The waiting place is an okay place. It’s a gentle place. But a lot has changed for all of us.
There is no way to alter the fact that much of my family’s life is based around two things: travelers and gatherings. Not too long ago, I spent twenty days at a festival, hugging people every day, dancing, and sitting in meditation circles. Also no way to alter the fact that much of our community is stuck outside Thailand, including our dear friends and next door neighbors.
Chinua runs his mind and life by principles, so he has found it fairly easy to make the shift to “loving people means keeping your distance from them.”
I run my life and mind with practices and methodology, so this is basically making my brain explode. My heart has been set on gathering for a long time now. Get close, come have a hug, let me kiss your cheek, sit at my table, my door is open, this garden is for you, let’s get closer, let’s hold hands, let’s do more together. Now we show love by not touching each other? WTF? I get it, but my brain feels like one too many computations has fried it. I honestly don’t know what the future holds.
And then on the other hand, my particular anxiety is almost entirely social, so I have had this unexpected break from the usual hum of fear that buzzes inside me. I can’t say that I haven’t worried about money or the future in little chunks, but I have been able to calm these thoughts without too much effort. This is the paradox of me: I can barrel my way through what feels like a fraught journey through Thailand with a fair amount of glee (adventure!), but if I feel like I’ve made a mistake in a relationship, I can be curled on the ground weeping for days.
So that’s been a nice break.
And yet, I have pushed past my anxiety for years, continually edging into the places with teeth, because I know that if I indulge those tendencies I will be letting them run my life. We are made for each other. I feel like maybe I’m getting rusty now? Like maybe if I let myself have this break, I won’t want to go back out there?
And of course, I know anxiety is always waiting there for me, it can roll me over like a tidal wave, without warning.
We all have our particular anxiety hot buttons. Many people have not had breaks from their anxiety because this hits them exactly where their fear is strongest, or very real circumstances have flooded them.

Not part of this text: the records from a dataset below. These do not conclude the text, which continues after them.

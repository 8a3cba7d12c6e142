//! Webhook registration assertion — startup-time reconciliation of this
//! middleware's own webhook subscription against the controller.
//!
//! The returned registration carries the shared signing secret; it must be
//! installed into the signature verifier before the inbound listener is
//! considered ready, otherwise events arriving during a cold start could
//! not be verified correctly.

use std::collections::HashMap;

use doorbridge_domain::SERVICE_NAME;
use doorbridge_domain::error::{BridgeError, ConfigurationError};

use crate::ports::{ControllerApi, WebhookEndpoint, WebhookSpec};

/// Path under the public base URL where controller events are delivered.
pub const CONTROLLER_WEBHOOK_PATH: &str = "/webhook/controller";

/// Event kinds this middleware subscribes to.
pub const SUBSCRIBED_EVENTS: [&str; 2] = ["access.device.dps_status", "access.door.unlock"];

/// Build the desired webhook registration for this deployment.
#[must_use]
pub fn desired_webhook(public_base_url: &str, auth_token: &str) -> WebhookSpec {
    WebhookSpec {
        name: SERVICE_NAME.to_string(),
        endpoint: format!(
            "{}{CONTROLLER_WEBHOOK_PATH}",
            public_base_url.trim_end_matches('/')
        ),
        events: SUBSCRIBED_EVENTS.iter().map(ToString::to_string).collect(),
        headers: HashMap::from([("Authorization".to_string(), auth_token.to_string())]),
    }
}

/// Ensure a registration matching `spec` exists on the controller.
///
/// Three-way outcome: no registration with our name → create one; a
/// registration with our name whose endpoint, event list, or headers differ
/// → update it in place; a fully matching registration → no-op.
///
/// # Errors
///
/// Returns an upstream error when any controller call fails, or a
/// configuration error when the resulting registration carries no signing
/// secret.
pub async fn assert_webhook_registration<C: ControllerApi>(
    controller: &C,
    spec: &WebhookSpec,
) -> Result<WebhookEndpoint, BridgeError> {
    let existing = controller.list_webhooks().await?;

    let registration = match existing.into_iter().find(|hook| hook.name == spec.name) {
        Some(hook) if matches(&hook, spec) => {
            tracing::info!(webhook_id = ?hook.id, "webhook registration already matches");
            hook
        }
        Some(hook) => {
            let Some(id) = hook.id else {
                return Err(ConfigurationError::MissingWebhookId { name: hook.name }.into());
            };
            tracing::info!(webhook_id = %id, "webhook registration differs, updating");
            controller.update_webhook(&id, spec).await?
        }
        None => {
            tracing::info!("no webhook registration found, creating");
            controller.create_webhook(spec).await?
        }
    };

    if registration.secret.is_none() {
        return Err(ConfigurationError::MissingWebhookSecret {
            webhook_id: registration.id.unwrap_or_default(),
        }
        .into());
    }
    Ok(registration)
}

/// Whether an existing registration fully matches the desired spec.
fn matches(hook: &WebhookEndpoint, spec: &WebhookSpec) -> bool {
    hook.endpoint == spec.endpoint
        && events_equal(&hook.events, &spec.events)
        && hook.headers == spec.headers
}

/// Order-independent multiset equality of two event lists.
fn events_equal(a: &[String], b: &[String]) -> bool {
    if a.len() != b.len() {
        return false;
    }

    let mut counts: HashMap<&str, i64> = HashMap::new();
    for event in a {
        *counts.entry(event.as_str()).or_default() += 1;
    }
    for event in b {
        let count = counts.entry(event.as_str()).or_default();
        *count -= 1;
        if *count < 0 {
            return false;
        }
    }
    true
}
//! Polling reconciler — startup snapshot plus periodic lock-rule drift
//! detection.
//!
//! The controller does not yet deliver lock-rule changes as webhook events,
//! so a single periodic task polls each door's rule and mirrors changes to
//! the hub lock device. This is a temporary workaround for that protocol
//! gap.
// TODO: drop the lock-rule polling once the controller includes rule
// changes in its webhook event stream.

use std::collections::HashMap;
use std::sync::Arc;
use std::time::Duration;

use tokio_util::sync::CancellationToken;

use doorbridge_domain::door::DoorRegistry;
use doorbridge_domain::lock_rule::LockRuleState;

use crate::ports::{ControllerApi, HubApi};
use crate::services::device_assert::DeviceAssert;

/// Interval between drift-detection passes.
pub const POLL_PERIOD: Duration = Duration::from_secs(5);

/// Single-task reconciler for controller-side state.
///
/// The observation table is owned and mutated exclusively by this task, so
/// it needs no locking; entries start absent, which makes the first
/// observation after startup always count as a change.
pub struct Reconciler<C, H> {
    registry: Arc<DoorRegistry>,
    controller: Arc<C>,
    devices: DeviceAssert<H>,
    observations: HashMap<String, LockRuleState>,
}

impl<C, H> Reconciler<C, H>
where
    C: ControllerApi,
    H: HubApi,
{
    /// Create a reconciler over the given registry and clients.
    pub fn new(registry: Arc<DoorRegistry>, controller: Arc<C>, devices: DeviceAssert<H>) -> Self {
        Self {
            registry,
            controller,
            devices,
            observations: HashMap::new(),
        }
    }

    /// Run the reconciliation loop until `cancel` fires.
    ///
    /// Performs the startup snapshot once, then reconciles lock rules every
    /// [`POLL_PERIOD`]. Cancellation is observed at the tick boundary; an
    /// in-flight pass always completes.
    pub async fn run(mut self, cancel: CancellationToken) {
        self.snapshot_positions().await;

        let mut ticker = tokio::time::interval(POLL_PERIOD);
        // consume the immediately-ready first tick so the first drift pass
        // happens one full period after the snapshot
        ticker.tick().await;

        loop {
            tokio::select! {
                () = cancel.cancelled() => {
                    tracing::info!("reconciler cancelled, exiting");
                    return;
                }
                _ = ticker.tick() => {
                    self.reconcile_lock_rules().await;
                }
            }
        }
    }

    /// Startup snapshot: mirror every door's reported physical position to
    /// its hub contact device, establishing known-good state before any
    /// webhook-driven updates.
    pub async fn snapshot_positions(&self) {
        let doors = match self.controller.fetch_all_doors().await {
            Ok(doors) => doors,
            Err(err) => {
                tracing::error!(error = %err, "failed to fetch doors for startup snapshot");
                return;
            }
        };

        for snapshot in doors {
            let Some(door) = self.registry.by_controller_id(&snapshot.id) else {
                tracing::warn!(door_id = %snapshot.id, "controller door has no mapping, skipping");
                continue;
            };

            let result = match snapshot.door_position_status.as_deref() {
                Some("open") => self.devices.contact_open(&door.contact_id).await,
                Some("close") => self.devices.contact_closed(&door.contact_id).await,
                _ => continue,
            };

            if let Err(err) = result {
                tracing::error!(
                    door_id = %snapshot.id,
                    contact_id = %door.contact_id,
                    error = %err,
                    "failed to assert door contact from snapshot"
                );
            }
        }
    }

    /// One drift-detection pass over every door with a configured lock.
    pub async fn reconcile_lock_rules(&mut self) {
        for door in self.registry.doors() {
            let Some(lock_id) = &door.lock_id else {
                continue;
            };

            let rule = match self.controller.get_lock_rule(&door.controller_id).await {
                Ok(rule) => rule,
                Err(err) => {
                    tracing::error!(
                        door_id = %door.controller_id,
                        error = %err,
                        "failed to get door lock rule"
                    );
                    continue;
                }
            };

            let Some(observed) = LockRuleState::from_rule_type(&rule.rule_type) else {
                tracing::warn!(
                    door_id = %door.controller_id,
                    rule_type = %rule.rule_type,
                    "unknown door lock rule type, skipping"
                );
                continue;
            };

            if self.observations.get(&door.controller_id) == Some(&observed) {
                continue;
            }

            let result = match observed {
                LockRuleState::Locked => self.devices.lock_locked(lock_id).await,
                LockRuleState::Unlocked => self.devices.lock_unlocked(lock_id).await,
            };

            if let Err(err) = result {
                tracing::error!(
                    door_id = %door.controller_id,
                    lock_id = %lock_id,
                    state = %observed,
                    error = %err,
                    "failed to assert hub lock state"
                );
            }

            // recorded even when the assertion failed: failed actions are
            // dropped, not retried
            self.observations.insert(door.controller_id.clone(), observed);
        }
    }
}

I know people who push off the irrational fear of dying every single day. Now any headache or feeling of malaise seems like confirmation of viral infection. Oof. And then of course real jobs have been lost, real money is missing, real people have died.
There is so much.
So I bring myself back into today. Soon I will put today’s bread into the oven. I will drag the hose over to the veggie beds across the land, and turn the sprinkler on. I will see if there are any flowers to gather. I will continue with the great decluttering project of April. I will make reading lists for Solo and Isaac. I will search the sky for clouds. When will it rain? I know that if I can write and observe, if I can make things beautiful or witness things being beautiful, if I can joke around with my family, I can be me, even in the midst of unforeseen changes. You can too. You are still you when you can be a part of writing this story for yourself.
That is my main takeaway from these last days, I think. I spend part of every morning facedown in prayer, and then journaling. These are my thoughts. I have them, the journal says to back to my heart. And every night I write a poem. This is how I make sense of the world.
I am thinking about you. There is no one-size-fits-all way to get through a pandemic. But how do you best make sense of the world? As much as it is possible, do these things. Mine happen to be fermenting foods, writing, and drawing. What are yours?
I love you. You have a brilliant mind, and you are allowed to be you in this world, bringing your very own thoughts to these strange days. Don’t forget it.